• [Task instructions]:
Across the records below, how many lines include the string "PoolRegistry"? Respond with the number only.

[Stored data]
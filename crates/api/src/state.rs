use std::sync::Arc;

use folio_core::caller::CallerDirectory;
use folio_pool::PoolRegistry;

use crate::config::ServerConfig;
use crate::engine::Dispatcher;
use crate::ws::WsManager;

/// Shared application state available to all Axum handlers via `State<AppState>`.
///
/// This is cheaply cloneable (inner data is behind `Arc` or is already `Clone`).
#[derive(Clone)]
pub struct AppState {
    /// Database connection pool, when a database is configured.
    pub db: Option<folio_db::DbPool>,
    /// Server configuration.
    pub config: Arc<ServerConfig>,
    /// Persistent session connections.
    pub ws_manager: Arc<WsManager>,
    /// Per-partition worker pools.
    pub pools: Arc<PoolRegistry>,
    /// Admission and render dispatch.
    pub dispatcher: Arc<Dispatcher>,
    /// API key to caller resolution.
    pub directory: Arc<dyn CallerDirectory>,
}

• [Exercise output]:
2